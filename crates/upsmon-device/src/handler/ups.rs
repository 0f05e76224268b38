use super::{base_process_error, parse_status, require_identity, DeviceHandler, ErrorReporter};
use crate::device_types::DeviceTypeDescriptor;
use crate::model::{DeviceType, NormalizedError, NormalizedMeasurement};
use crate::payload::RawPayload;
use crate::{DeviceError, Result};
use serde_json::{json, Value};

/// UPS 数据处理器
#[derive(Debug, Clone)]
pub struct UpsHandler {
    descriptor: DeviceTypeDescriptor,
}

impl UpsHandler {
    pub fn new(descriptor: DeviceTypeDescriptor) -> Self {
        Self { descriptor }
    }

    /// 兼容旧固件的单一温度值
    ///
    /// 优先使用旧版 `temperature`，其次 `temperature_battery.value`，
    /// 再次 `temperature_board.value`，都没有时为 null。
    fn merged_temperature(payload: &RawPayload) -> Value {
        let sensor_value = |key: &str| {
            payload
                .defined(key)
                .and_then(|sensor| sensor.get("value"))
                .filter(|v| !v.is_null())
                .cloned()
        };

        payload
            .defined("temperature")
            .cloned()
            .or_else(|| sensor_value("temperature_battery"))
            .or_else(|| sensor_value("temperature_board"))
            .unwrap_or(Value::Null)
    }

    fn present_or_null(payload: &RawPayload, key: &str) -> Value {
        payload.present(key).cloned().unwrap_or(Value::Null)
    }
}

impl Default for UpsHandler {
    fn default() -> Self {
        Self::new(DeviceTypeDescriptor::ups())
    }
}

impl DeviceHandler for UpsHandler {
    fn device_type(&self) -> DeviceType {
        self.descriptor.device_type.clone()
    }

    fn validate(&self, payload: &RawPayload) -> Result<()> {
        require_identity(payload)?;

        let required = &self.descriptor.required_any;
        if !required.is_empty() && required.iter().all(|f| payload.present(f).is_none()) {
            return Err(DeviceError::validation(format!(
                "{} data must contain {} fields",
                self.descriptor.device_type,
                required.join(" or ")
            )));
        }

        parse_status(payload, Some(&self.descriptor.status_levels))?;
        Ok(())
    }

    fn normalize(&self, payload: &RawPayload) -> Result<NormalizedMeasurement> {
        let identity = require_identity(payload)?;
        let status = parse_status(payload, Some(&self.descriptor.status_levels))?;

        let field = |key: &str| Self::present_or_null(payload, key);
        let data = json!({
            "battery": field("battery"),
            "output": field("output"),
            "temperature_battery": field("temperature_battery"),
            "temperature_board": field("temperature_board"),
            "temperature": Self::merged_temperature(payload),
            "temperature_valid": payload.flag_not_false("temperature_valid"),
            "efficiency": field("efficiency"),
            "energy_consumed": field("energy_consumed"),
            "energy_supplied": field("energy_supplied"),
            "capacity": field("capacity"),
            "errors": field("errors"),
            "warnings": field("warnings"),
        });

        Ok(NormalizedMeasurement {
            device_id: identity.device_id.to_string(),
            timestamp: identity.timestamp,
            status,
            data_valid: payload.flag_not_false("data_valid"),
            data,
        })
    }

    fn error_reporter(&self) -> Option<&dyn ErrorReporter> {
        Some(self)
    }
}

impl ErrorReporter for UpsHandler {
    fn process_error(&self, payload: &RawPayload) -> Result<NormalizedError> {
        base_process_error(payload)
    }
}

#[cfg(test)]
mod tests {
    use super::*;
    use crate::model::{MeasurementStatus, Severity};

    fn payload(value: Value) -> RawPayload {
        RawPayload::from_value(value).unwrap()
    }

    #[test]
    fn test_requires_battery_or_output() {
        let handler = UpsHandler::default();
        let err = handler
            .validate(&payload(json!({"device_id": "ups-1", "timestamp": 1})))
            .unwrap_err();
        assert!(matches!(err, DeviceError::Validation(_)));
        assert_eq!(err.to_string(), "UPS data must contain battery or output fields");

        assert!(handler
            .validate(&payload(json!({"device_id": "ups-1", "timestamp": 1, "output": {"load": 20}})))
            .is_ok());
    }

    #[test]
    fn test_rejects_invalid_status() {
        let handler = UpsHandler::default();
        let err = handler
            .validate(&payload(json!({
                "device_id": "ups-1", "timestamp": 1,
                "battery": {"level": 80}, "status": "melting"
            })))
            .unwrap_err();
        assert_eq!(err.to_string(), "Invalid status: melting");
    }

    #[test]
    fn test_legacy_temperature() {
        let record = UpsHandler::default()
            .process(&payload(json!({
                "device_id": "ups-1", "timestamp": 1700000000000u64,
                "battery": {"voltage": 13.2}, "temperature": 22.5
            })))
            .unwrap();

        assert_eq!(record.data["temperature"], json!(22.5));
        assert_eq!(record.data["temperature_battery"], Value::Null);
        assert_eq!(record.status, MeasurementStatus::Ok);
        assert!(record.data_valid);
    }

    #[test]
    fn test_structured_temperature() {
        let record = UpsHandler::default()
            .process(&payload(json!({
                "device_id": "ups-1", "timestamp": 1700000000000u64,
                "battery": {"voltage": 13.2},
                "temperature_battery": {"value": 30.1, "sensor": "ntc"},
                "temperature_board": {"value": 41.0}
            })))
            .unwrap();

        assert_eq!(record.data["temperature"], json!(30.1));
        assert_eq!(record.data["temperature_battery"]["value"], json!(30.1));
        assert_eq!(record.data["temperature_battery"]["sensor"], json!("ntc"));
        assert_eq!(record.data["temperature_board"]["value"], json!(41.0));
    }

    #[test]
    fn test_board_temperature_and_missing_temperature() {
        let handler = UpsHandler::default();
        let board = handler
            .process(&payload(json!({
                "device_id": "ups-1", "timestamp": 5,
                "output": {"power": 100},
                "temperature_board": {"value": 35.5}
            })))
            .unwrap();
        assert_eq!(board.data["temperature"], json!(35.5));

        let none = handler
            .process(&payload(json!({"device_id": "ups-1", "timestamp": 5, "output": {"power": 100}})))
            .unwrap();
        assert_eq!(none.data["temperature"], Value::Null);
    }

    #[test]
    fn test_legacy_zero_temperature_is_kept() {
        let record = UpsHandler::default()
            .process(&payload(json!({
                "device_id": "ups-1", "timestamp": 5,
                "battery": {"level": 50},
                "temperature": 0,
                "temperature_battery": {"value": 30.1}
            })))
            .unwrap();
        assert_eq!(record.data["temperature"], json!(0));
    }

    #[test]
    fn test_validity_flags() {
        let record = UpsHandler::default()
            .process(&payload(json!({
                "device_id": "ups-1", "timestamp": 5,
                "battery": {"level": 50},
                "data_valid": false,
                "temperature_valid": "yes",
                "status": "warning"
            })))
            .unwrap();
        assert!(!record.data_valid);
        assert_eq!(record.data["temperature_valid"], json!(true));
        assert_eq!(record.status, MeasurementStatus::Warning);
    }

    #[test]
    fn test_process_error_defaults() {
        let handler = UpsHandler::default();
        let reporter = handler.error_reporter().unwrap();
        let record = reporter
            .process_error(&payload(json!({
                "device_id": "d1", "timestamp": 1700000000000u64, "type": "error"
            })))
            .unwrap();

        assert_eq!(record.severity, Severity::Error);
        assert_eq!(record.category, "system");
        assert_eq!(record.message, "Unknown error");
        assert!(record.error_stats.is_none());
    }

    #[test]
    fn test_process_error_fields() {
        let record = UpsHandler::default()
            .process_error(&payload(json!({
                "device_id": "d1", "timestamp": 1700000000000u64, "type": "error",
                "severity": "critical", "category": "battery", "message": "overheat",
                "sensor_data": {"temperature": 71.0}
            })))
            .unwrap();

        assert_eq!(record.severity, Severity::Critical);
        assert_eq!(record.category, "battery");
        assert_eq!(record.message, "overheat");
        assert_eq!(record.sensor_data, Some(json!({"temperature": 71.0})));
    }

    #[test]
    fn test_process_error_requires_marker() {
        let handler = UpsHandler::default();
        let missing = handler.process_error(&payload(json!({"device_id": "d1", "timestamp": 1})));
        assert!(matches!(missing, Err(DeviceError::Format(_))));

        let wrong = handler
            .process_error(&payload(json!({"device_id": "d1", "timestamp": 1, "type": "status"})));
        assert!(matches!(wrong, Err(DeviceError::Format(_))));

        let bad_severity = handler.process_error(&payload(json!({
            "device_id": "d1", "timestamp": 1, "type": "error", "severity": "apocalyptic"
        })));
        assert!(matches!(bad_severity, Err(DeviceError::Format(_))));
    }
}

- [Prompt]
Filter the records for the word "wrong" and show every line that has it.

- [Solution to the exercise]
        let wrong = handler
        assert!(matches!(wrong, Err(DeviceError::Format(_))));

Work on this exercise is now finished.